**WHAT YOU HAVE TO DO:** Write out, from the entries below, exactly the lines that run between the lines holding "use crate::config::ScanConfig;" and "from the target's", inclusive, and stop there.

**RECORD EXCERPTS:**
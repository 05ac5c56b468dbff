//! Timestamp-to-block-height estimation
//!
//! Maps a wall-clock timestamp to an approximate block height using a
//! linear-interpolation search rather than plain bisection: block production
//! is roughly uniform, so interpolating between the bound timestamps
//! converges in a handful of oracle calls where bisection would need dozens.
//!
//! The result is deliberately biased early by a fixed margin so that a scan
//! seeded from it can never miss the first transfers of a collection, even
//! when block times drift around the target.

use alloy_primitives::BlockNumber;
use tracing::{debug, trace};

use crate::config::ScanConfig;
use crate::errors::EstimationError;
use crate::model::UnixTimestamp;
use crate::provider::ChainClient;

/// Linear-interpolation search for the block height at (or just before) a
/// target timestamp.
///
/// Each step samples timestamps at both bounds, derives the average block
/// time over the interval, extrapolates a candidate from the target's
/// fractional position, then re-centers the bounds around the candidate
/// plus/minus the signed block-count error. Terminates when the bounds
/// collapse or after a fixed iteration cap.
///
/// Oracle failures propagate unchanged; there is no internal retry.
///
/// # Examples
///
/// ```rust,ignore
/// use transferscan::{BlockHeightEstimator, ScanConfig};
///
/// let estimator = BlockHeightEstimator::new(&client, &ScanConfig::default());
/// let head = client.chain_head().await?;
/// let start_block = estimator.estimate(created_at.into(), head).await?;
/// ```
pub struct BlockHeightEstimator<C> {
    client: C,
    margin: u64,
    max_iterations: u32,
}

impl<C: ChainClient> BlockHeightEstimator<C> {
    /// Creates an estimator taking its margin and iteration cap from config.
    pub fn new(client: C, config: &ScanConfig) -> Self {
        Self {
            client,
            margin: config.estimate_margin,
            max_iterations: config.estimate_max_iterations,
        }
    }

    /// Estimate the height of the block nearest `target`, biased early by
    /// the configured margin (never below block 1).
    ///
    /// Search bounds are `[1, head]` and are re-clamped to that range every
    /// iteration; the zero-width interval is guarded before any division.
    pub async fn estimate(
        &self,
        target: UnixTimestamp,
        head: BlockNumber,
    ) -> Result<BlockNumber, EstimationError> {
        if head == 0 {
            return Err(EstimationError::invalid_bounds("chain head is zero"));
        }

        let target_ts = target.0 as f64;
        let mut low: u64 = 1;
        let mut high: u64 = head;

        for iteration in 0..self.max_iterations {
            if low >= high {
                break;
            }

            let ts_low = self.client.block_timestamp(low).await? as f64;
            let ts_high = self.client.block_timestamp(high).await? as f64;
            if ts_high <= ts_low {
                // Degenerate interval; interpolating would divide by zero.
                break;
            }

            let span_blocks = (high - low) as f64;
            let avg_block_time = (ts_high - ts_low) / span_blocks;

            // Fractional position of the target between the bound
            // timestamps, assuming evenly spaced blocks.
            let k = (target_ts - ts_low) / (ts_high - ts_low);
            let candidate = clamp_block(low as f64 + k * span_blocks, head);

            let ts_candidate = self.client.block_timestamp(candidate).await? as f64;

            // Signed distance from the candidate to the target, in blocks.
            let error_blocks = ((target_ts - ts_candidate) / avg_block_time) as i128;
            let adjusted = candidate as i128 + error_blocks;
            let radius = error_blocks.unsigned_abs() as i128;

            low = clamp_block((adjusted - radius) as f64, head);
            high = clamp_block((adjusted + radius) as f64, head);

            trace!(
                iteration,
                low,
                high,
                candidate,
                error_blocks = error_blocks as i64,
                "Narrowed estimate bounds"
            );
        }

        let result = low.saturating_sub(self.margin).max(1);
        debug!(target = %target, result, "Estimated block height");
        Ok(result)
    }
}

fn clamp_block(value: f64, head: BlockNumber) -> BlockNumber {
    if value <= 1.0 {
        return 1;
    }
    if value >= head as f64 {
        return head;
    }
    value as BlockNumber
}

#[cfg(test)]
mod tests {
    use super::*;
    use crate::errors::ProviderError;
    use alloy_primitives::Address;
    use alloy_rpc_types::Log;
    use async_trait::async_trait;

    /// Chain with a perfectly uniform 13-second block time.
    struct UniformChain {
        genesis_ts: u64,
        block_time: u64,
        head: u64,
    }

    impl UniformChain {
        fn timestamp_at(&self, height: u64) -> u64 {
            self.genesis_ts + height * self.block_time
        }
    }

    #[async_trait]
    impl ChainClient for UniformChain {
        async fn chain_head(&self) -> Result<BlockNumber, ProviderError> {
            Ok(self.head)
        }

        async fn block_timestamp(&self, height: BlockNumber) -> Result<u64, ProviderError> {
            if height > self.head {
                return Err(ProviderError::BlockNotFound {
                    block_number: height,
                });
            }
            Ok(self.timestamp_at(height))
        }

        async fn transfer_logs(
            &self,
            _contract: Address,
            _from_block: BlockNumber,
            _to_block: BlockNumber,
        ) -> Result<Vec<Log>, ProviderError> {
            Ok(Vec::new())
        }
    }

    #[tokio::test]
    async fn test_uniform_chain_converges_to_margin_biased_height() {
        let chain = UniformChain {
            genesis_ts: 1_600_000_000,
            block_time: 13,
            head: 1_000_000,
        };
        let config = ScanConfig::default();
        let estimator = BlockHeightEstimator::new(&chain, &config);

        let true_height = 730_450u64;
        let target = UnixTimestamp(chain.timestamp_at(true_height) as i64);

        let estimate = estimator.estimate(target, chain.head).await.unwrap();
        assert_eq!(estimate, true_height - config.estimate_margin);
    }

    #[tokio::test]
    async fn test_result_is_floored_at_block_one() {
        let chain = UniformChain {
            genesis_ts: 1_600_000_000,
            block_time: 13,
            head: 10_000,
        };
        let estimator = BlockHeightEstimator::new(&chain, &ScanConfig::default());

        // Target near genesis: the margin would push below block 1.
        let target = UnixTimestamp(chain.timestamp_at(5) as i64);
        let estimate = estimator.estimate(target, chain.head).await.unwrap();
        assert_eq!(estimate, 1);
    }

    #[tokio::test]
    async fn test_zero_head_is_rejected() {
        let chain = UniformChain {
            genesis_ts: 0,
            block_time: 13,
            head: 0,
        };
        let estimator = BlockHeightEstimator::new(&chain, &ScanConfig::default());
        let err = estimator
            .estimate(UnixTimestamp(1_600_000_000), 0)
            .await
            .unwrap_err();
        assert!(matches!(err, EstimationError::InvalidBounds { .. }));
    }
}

**RESPONSE TO THE EXERCISE:**
use crate::config::ScanConfig;
use crate::errors::EstimationError;
use crate::model::UnixTimestamp;
use crate::provider::ChainClient;

/// Linear-interpolation search for the block height at (or just before) a
/// target timestamp.
///
/// Each step samples timestamps at both bounds, derives the average block
/// time over the interval, extrapolates a candidate from the target's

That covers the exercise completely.